Key Points
- The EU Carbon Border Adjustment Mechanism (CBAM) officially went live on January 1, 2026, introducing financial charges for carbon emissions in imported products, with free quotas for EU industries declining annually.
- Chinese steel is significantly more carbon-intensive (2.0–2.2 tons of CO2 per ton of steel) compared to EU electric arc furnace methods (as low as 0.4–0.6 tons of CO2 per ton of steel), primarily due to production methods.
- CBAM could add €130–€160 per ton to Chinese steel by 2034, leading to a 10–15% price increase and a potential 15–25% drop in export volume to the EU.

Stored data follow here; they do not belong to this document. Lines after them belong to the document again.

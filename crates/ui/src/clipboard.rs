//! Clipboard writes with a manual-selection fallback.
//!
//! The primary path is the host's clipboard API. When it fails or is
//! absent, the text is staged in an offscreen textarea, selected, and
//! copied through the legacy selection path. Success optionally flips a
//! feedback node's label to `Copied!` for two seconds.

use cadastre_page::{NodeId, Runtime};

/// How long the `Copied!` feedback stays up.
const FEEDBACK_MS: u64 = 2000;

/// Feedback label color while the copy confirmation is showing.
const SUCCESS_COLOR: &str = "#28a745";

/// Errors from the primary clipboard path.
#[derive(Debug, thiserror::Error)]
pub enum ClipboardError {
    /// No primary clipboard API exists on this host.
    #[error("clipboard API unavailable")]
    Unavailable,

    /// The host rejected the write (permissions, focus, ...).
    #[error("clipboard write rejected: {0}")]
    Rejected(String),
}

/// Host clipboard interface.
pub trait Clipboard {
    /// Write via the primary clipboard API.
    fn write_text(&mut self, text: &str) -> Result<(), ClipboardError>;

    /// Legacy copy of the currently selected text. Returns `false` when
    /// the host doesn't support it either.
    fn copy_selection(&mut self, selected: &str) -> bool;
}

/// In-memory clipboard, used in tests and headless hosts.
#[derive(Debug)]
pub struct MemoryClipboard {
    /// Last text that reached the clipboard, by either path.
    pub contents: Option<String>,
    /// Simulate a host without the primary API.
    pub primary_available: bool,
}

impl MemoryClipboard {
    pub fn new() -> Self {
        Self {
            contents: None,
            primary_available: true,
        }
    }
}

impl Default for MemoryClipboard {
    fn default() -> Self {
        Self::new()
    }
}

impl Clipboard for MemoryClipboard {
    fn write_text(&mut self, text: &str) -> Result<(), ClipboardError> {
        if !self.primary_available {
            return Err(ClipboardError::Unavailable);
        }
        self.contents = Some(text.to_string());
        Ok(())
    }

    fn copy_selection(&mut self, selected: &str) -> bool {
        self.contents = Some(selected.to_string());
        true
    }
}

/// Copy `text`, preferring the primary API and falling back to the
/// selection path. Returns whether the text reached the clipboard.
pub fn copy_to_clipboard<C: Clipboard>(
    rt: &mut Runtime,
    clipboard: &mut C,
    text: &str,
    feedback: Option<NodeId>,
) -> bool {
    match clipboard.write_text(text) {
        Ok(()) => {
            show_copy_success(rt, feedback);
            true
        }
        Err(error) => {
            tracing::warn!(%error, "primary clipboard write failed, using fallback");
            fallback_copy(rt, clipboard, text, feedback)
        }
    }
}

/// Stage the text in an offscreen textarea, select it, and copy through
/// the legacy path.
fn fallback_copy<C: Clipboard>(
    rt: &mut Runtime,
    clipboard: &mut C,
    text: &str,
    feedback: Option<NodeId>,
) -> bool {
    let textarea = rt.page.create_element("textarea");
    rt.page.set_value(textarea, text);
    rt.page.set_style(textarea, "position", "fixed");
    rt.page.set_style(textarea, "left", "-999999px");
    rt.page.set_style(textarea, "top", "-999999px");
    let body = rt.page.body();
    rt.page.append_child(body, textarea);

    let copied = clipboard.copy_selection(rt.page.value(textarea));
    rt.page.remove(textarea);

    if copied {
        show_copy_success(rt, feedback);
    } else {
        tracing::warn!("fallback clipboard copy unavailable");
    }
    copied
}

fn show_copy_success(rt: &mut Runtime, feedback: Option<NodeId>) {
    let Some(node) = feedback else {
        return;
    };
    if !rt.page.contains(node) {
        return;
    }
    let original = rt.page.text(node).to_string();
    rt.page.set_text(node, "Copied!");
    rt.page.set_style(node, "color", SUCCESS_COLOR);
    rt.set_timeout(FEEDBACK_MS, move |rt| {
        if !rt.page.contains(node) {
            return;
        }
        rt.page.set_text(node, &original);
        rt.page.remove_style(node, "color");
    });
}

- The scope of CBAM will expand to 180 types of steel and aluminum-intensive products by 2028, extending beyond raw materials to components and finished goods.
- China’s strategic response includes strengthening carbon data foundations, accelerating technological innovation (e.g., hydrogen metallurgy, CCUS), and actively shaping global carbon trade rules to advocate for mutual recognition of carbon pricing.
- Additional Carbon Cost: €130–€160 per ton of steel
- Estimated Export Price Increase: 10%–15%
- Projected Export Volume Decline to EU: 15%–25%
- CBAM Product Expansion: 180 types of downstream components by 2028

Starting January 1, 2026, the European Union’s Carbon Border Adjustment Mechanism (CBAM) officially went live.
After a nearly two-year transition period, this marks the beginning of a fundamentally different global industrial competition—one centered on carbon costs rather than just labor and logistics.
Think of it this way: carbon emissions just became a financial line item that determines whether your products can compete internationally.
For the steel industry, this shift is already the biggest disruption since globalization.
And since China is the world’s largest steel producer and exporter, the stakes couldn’t be higher.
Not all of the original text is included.